## [What you are asked to do]
What lines in the listing include "AccountRegistry"? Return a copy of each.

#####

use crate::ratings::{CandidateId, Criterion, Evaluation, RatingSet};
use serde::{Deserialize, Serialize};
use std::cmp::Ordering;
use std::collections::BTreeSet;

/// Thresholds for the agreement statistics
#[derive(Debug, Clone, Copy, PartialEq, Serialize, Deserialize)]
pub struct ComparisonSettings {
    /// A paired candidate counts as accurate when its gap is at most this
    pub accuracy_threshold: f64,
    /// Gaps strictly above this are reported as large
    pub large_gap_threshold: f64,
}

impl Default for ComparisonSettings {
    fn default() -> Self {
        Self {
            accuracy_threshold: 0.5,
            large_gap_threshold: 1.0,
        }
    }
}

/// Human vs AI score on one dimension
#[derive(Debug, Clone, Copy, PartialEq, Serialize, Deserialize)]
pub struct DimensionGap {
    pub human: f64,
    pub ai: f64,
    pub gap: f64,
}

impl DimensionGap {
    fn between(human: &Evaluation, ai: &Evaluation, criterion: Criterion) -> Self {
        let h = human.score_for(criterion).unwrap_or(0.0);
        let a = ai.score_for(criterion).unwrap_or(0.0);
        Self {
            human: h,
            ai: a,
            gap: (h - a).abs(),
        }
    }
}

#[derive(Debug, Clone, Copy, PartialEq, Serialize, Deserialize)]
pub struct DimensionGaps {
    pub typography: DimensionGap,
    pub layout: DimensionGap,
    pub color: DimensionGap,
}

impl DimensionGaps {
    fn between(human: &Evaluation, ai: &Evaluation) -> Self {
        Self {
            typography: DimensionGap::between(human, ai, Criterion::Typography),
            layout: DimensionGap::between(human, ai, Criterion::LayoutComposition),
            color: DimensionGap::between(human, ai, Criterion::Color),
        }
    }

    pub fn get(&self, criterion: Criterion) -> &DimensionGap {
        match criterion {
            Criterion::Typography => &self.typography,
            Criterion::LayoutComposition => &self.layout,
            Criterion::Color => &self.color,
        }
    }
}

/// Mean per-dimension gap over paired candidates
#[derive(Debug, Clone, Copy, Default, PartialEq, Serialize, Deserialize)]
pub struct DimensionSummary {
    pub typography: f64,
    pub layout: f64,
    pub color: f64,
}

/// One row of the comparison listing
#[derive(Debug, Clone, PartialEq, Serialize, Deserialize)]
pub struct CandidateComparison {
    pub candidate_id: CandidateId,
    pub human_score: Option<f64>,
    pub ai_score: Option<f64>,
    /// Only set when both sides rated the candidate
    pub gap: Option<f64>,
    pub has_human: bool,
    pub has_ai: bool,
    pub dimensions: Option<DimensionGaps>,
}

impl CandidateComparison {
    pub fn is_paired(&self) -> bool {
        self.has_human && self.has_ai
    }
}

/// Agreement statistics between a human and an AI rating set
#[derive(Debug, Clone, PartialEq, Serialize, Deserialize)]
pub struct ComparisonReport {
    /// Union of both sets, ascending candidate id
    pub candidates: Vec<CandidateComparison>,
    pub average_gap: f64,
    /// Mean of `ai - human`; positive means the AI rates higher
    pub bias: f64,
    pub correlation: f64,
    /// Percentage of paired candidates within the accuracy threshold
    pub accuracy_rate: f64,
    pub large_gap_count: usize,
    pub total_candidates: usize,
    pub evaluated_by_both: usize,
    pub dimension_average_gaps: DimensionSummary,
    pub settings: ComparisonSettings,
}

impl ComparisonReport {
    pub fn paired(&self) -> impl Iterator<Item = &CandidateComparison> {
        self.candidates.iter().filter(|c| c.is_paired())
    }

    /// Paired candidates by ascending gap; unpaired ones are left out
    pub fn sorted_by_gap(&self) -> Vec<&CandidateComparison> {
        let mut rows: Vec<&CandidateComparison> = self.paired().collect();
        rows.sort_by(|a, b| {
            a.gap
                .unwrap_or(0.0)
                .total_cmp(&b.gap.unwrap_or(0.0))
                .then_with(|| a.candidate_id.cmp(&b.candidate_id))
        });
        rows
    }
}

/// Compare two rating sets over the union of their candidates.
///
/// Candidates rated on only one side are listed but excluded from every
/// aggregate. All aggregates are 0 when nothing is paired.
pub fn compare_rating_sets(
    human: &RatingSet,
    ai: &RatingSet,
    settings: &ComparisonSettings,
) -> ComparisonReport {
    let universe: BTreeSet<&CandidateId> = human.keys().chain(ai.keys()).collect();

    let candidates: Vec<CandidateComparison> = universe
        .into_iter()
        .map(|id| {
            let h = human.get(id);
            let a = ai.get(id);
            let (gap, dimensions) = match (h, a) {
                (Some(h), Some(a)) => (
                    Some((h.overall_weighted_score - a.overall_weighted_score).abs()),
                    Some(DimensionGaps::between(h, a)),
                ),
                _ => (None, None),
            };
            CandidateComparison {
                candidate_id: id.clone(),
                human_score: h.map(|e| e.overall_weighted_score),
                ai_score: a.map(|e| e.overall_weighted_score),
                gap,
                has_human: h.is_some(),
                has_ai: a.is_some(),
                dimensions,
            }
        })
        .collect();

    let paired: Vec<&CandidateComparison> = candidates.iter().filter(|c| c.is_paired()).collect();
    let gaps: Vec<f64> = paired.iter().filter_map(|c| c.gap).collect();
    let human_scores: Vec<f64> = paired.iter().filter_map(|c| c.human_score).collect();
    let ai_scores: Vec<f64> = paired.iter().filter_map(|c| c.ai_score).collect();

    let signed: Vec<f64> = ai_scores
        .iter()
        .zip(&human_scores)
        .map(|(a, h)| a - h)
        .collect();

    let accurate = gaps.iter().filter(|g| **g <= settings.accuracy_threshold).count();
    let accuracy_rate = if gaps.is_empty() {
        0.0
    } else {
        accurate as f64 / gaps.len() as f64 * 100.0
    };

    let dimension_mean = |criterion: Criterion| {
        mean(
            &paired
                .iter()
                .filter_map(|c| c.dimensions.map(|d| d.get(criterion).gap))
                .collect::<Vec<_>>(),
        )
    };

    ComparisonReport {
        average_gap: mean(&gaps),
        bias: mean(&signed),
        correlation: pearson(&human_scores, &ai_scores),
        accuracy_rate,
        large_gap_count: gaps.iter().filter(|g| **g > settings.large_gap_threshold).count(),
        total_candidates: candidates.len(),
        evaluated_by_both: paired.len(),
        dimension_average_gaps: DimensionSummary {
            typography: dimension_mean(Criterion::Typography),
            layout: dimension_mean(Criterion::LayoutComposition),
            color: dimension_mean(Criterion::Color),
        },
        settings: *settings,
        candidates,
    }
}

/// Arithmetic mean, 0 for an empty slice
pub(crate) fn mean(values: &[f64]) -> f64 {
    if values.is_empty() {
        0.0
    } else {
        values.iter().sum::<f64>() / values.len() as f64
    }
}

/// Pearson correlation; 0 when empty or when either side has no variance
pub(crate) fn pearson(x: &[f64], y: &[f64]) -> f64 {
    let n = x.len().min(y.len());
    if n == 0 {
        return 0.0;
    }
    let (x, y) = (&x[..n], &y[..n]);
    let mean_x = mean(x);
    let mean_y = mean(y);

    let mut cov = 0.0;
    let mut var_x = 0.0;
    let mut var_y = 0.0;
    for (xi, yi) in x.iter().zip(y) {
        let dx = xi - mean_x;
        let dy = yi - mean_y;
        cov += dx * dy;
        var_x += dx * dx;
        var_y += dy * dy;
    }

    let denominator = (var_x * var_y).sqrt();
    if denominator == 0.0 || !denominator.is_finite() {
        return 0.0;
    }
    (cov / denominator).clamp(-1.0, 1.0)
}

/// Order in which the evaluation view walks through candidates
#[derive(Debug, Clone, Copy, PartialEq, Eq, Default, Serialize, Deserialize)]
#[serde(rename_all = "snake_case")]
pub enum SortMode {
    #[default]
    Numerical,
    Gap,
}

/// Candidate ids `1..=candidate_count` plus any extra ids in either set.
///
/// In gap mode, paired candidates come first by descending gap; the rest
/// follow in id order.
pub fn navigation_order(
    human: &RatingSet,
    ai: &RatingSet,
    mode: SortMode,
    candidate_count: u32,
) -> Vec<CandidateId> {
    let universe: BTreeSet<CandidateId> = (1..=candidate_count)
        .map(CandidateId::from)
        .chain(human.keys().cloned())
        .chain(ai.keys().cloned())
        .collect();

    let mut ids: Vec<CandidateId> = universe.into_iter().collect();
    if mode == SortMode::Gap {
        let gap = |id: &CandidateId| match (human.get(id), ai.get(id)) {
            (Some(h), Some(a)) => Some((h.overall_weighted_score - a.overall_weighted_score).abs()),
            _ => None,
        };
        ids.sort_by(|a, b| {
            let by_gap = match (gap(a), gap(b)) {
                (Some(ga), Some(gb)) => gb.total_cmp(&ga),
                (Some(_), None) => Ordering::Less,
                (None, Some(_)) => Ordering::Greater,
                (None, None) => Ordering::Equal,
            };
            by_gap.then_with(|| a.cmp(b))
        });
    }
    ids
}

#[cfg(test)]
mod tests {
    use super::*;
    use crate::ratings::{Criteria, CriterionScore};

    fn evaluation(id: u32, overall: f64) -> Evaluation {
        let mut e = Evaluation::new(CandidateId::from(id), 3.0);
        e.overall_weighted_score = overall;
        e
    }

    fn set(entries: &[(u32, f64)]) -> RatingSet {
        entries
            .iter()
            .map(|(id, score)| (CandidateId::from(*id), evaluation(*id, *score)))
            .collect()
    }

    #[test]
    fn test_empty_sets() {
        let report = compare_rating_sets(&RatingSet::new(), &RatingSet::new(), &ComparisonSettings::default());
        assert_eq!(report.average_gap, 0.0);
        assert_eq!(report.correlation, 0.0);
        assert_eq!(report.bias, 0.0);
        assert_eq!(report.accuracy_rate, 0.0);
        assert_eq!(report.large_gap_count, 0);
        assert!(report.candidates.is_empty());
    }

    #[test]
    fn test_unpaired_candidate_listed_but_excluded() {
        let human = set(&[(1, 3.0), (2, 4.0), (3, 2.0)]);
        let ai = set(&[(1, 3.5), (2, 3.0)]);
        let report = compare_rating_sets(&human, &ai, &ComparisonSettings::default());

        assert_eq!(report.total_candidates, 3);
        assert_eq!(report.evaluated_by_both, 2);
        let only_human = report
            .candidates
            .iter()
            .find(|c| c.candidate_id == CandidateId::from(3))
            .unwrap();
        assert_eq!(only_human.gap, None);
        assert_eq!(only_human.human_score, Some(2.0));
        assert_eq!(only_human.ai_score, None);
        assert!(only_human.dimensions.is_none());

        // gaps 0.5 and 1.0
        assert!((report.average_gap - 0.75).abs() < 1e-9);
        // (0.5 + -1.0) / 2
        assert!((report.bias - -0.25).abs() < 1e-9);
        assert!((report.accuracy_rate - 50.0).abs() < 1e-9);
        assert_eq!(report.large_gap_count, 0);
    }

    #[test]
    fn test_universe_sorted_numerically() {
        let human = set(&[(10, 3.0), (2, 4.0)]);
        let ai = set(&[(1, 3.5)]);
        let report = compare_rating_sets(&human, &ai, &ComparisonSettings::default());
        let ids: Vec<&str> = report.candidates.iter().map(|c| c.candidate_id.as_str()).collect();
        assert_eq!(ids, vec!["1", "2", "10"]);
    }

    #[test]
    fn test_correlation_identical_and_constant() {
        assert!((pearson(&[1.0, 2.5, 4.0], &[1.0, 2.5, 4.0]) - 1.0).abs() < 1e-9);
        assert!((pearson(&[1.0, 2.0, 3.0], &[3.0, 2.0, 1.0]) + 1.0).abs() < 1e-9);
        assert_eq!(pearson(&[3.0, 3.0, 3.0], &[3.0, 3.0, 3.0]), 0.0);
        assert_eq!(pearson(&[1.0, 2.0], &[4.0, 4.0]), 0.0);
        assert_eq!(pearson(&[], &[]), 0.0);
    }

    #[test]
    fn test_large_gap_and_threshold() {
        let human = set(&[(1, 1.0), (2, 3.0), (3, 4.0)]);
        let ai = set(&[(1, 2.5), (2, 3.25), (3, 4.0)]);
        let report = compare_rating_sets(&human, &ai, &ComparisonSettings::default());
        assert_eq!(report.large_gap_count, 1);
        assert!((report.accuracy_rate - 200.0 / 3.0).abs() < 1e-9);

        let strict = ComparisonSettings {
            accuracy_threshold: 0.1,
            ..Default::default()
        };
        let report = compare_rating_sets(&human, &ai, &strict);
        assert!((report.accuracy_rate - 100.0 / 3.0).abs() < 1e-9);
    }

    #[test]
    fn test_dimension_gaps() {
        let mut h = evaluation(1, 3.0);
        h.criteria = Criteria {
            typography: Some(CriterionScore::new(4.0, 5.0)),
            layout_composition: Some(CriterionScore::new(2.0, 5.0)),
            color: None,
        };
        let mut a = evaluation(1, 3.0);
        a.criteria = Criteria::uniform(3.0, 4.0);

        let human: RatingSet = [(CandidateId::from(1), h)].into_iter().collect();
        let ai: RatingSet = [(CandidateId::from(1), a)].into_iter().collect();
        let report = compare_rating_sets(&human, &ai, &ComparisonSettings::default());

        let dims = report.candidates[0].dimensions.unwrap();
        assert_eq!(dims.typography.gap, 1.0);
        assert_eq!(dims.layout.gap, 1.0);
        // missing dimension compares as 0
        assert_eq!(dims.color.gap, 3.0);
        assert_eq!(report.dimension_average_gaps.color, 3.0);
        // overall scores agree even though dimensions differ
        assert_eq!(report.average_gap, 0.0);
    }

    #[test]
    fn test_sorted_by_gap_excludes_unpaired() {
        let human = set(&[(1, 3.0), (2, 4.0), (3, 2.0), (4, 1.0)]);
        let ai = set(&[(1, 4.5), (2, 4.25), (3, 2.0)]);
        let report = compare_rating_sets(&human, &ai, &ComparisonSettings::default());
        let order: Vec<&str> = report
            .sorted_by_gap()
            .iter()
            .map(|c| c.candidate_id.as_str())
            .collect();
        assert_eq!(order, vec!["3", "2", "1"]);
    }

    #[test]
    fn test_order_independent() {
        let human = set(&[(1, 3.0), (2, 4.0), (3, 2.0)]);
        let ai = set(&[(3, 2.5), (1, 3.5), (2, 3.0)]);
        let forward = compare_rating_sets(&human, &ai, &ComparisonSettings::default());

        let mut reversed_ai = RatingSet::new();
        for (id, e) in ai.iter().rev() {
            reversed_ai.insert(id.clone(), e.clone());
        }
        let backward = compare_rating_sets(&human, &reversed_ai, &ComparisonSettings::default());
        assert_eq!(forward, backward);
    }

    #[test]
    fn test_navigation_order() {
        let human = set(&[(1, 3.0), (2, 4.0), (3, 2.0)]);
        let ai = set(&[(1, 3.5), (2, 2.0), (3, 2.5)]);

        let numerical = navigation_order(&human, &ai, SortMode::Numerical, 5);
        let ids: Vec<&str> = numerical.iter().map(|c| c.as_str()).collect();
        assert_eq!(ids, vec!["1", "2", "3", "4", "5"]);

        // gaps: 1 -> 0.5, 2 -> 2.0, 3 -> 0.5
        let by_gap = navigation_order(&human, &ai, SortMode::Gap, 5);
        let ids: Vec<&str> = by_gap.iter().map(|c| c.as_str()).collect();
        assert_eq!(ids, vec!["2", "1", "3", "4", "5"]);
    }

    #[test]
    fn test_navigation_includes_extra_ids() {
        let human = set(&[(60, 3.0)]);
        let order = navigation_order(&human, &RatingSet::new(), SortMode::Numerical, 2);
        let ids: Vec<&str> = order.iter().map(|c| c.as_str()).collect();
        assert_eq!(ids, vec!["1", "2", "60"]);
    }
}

#####

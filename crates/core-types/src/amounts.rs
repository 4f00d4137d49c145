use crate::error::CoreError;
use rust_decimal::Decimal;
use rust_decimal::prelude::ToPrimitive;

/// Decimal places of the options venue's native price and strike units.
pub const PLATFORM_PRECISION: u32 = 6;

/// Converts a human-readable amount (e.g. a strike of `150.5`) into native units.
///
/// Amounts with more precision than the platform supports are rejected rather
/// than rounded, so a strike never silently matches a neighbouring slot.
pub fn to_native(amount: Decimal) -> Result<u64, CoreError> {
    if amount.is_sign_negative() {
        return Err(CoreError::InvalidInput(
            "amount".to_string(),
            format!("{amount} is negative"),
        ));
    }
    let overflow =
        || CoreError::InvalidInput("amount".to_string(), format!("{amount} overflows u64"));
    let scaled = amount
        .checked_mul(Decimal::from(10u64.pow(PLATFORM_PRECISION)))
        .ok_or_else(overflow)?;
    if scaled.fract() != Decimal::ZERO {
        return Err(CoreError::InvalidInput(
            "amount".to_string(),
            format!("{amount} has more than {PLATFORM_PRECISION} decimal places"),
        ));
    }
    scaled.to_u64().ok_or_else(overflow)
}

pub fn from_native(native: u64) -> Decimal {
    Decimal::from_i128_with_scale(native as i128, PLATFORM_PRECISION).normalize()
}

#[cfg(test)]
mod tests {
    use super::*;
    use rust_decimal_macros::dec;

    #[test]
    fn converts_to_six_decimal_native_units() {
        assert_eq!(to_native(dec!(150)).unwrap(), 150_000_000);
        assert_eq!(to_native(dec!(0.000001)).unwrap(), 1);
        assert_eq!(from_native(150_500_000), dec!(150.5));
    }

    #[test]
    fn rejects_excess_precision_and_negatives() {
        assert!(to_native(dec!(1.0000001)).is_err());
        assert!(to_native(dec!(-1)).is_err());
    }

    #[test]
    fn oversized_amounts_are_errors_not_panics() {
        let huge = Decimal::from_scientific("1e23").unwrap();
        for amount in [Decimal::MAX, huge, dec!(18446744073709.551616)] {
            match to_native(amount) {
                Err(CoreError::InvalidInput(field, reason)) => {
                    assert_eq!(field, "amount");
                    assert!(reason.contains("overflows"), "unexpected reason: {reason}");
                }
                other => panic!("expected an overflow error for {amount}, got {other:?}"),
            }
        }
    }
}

#####

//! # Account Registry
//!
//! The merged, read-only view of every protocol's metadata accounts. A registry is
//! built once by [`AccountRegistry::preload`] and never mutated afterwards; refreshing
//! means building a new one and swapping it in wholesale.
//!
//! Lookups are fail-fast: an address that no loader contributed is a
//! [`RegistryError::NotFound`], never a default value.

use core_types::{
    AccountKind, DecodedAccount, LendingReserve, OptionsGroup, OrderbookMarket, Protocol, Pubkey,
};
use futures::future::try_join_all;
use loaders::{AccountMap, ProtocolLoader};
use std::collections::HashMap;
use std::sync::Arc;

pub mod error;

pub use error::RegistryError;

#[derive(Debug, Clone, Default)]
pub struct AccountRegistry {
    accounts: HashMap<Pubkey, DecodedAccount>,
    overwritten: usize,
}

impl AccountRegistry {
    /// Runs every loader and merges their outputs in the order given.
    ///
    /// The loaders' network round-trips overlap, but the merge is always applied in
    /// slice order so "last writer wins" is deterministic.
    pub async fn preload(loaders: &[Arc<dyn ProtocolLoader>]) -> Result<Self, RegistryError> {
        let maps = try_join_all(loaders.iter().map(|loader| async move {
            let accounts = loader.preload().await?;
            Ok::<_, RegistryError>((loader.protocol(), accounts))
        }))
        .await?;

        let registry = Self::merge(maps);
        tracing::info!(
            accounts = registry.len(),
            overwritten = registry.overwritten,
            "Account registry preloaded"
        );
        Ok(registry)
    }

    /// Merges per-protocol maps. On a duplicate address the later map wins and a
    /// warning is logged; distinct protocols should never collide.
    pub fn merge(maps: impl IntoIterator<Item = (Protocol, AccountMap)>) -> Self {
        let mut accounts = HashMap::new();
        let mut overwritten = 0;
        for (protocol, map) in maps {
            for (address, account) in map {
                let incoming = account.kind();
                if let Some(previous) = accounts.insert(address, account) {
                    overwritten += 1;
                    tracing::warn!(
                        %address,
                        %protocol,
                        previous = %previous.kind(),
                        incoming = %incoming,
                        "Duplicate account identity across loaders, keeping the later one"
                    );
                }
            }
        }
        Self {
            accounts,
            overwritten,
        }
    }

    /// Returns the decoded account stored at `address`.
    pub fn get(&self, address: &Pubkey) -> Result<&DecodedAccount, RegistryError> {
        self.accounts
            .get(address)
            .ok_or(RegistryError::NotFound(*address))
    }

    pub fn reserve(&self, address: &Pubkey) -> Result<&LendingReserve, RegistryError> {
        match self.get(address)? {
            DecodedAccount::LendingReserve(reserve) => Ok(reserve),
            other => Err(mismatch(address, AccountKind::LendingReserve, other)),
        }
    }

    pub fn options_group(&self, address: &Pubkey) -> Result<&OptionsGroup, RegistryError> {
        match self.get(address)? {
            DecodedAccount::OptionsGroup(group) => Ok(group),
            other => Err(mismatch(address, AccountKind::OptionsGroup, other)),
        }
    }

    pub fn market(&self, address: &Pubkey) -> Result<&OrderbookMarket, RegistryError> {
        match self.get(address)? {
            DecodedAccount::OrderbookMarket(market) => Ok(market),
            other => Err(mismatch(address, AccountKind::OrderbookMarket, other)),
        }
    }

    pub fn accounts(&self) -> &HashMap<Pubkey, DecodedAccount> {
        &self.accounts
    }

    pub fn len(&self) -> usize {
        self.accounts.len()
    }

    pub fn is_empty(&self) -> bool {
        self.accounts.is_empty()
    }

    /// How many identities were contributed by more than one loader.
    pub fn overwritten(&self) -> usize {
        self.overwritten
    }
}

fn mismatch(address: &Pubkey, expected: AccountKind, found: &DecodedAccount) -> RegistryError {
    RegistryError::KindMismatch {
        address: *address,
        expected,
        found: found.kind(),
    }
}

#####

## [Exercise answer]
//! built once by [`AccountRegistry::preload`] and never mutated afterwards; refreshing
pub struct AccountRegistry {
impl AccountRegistry {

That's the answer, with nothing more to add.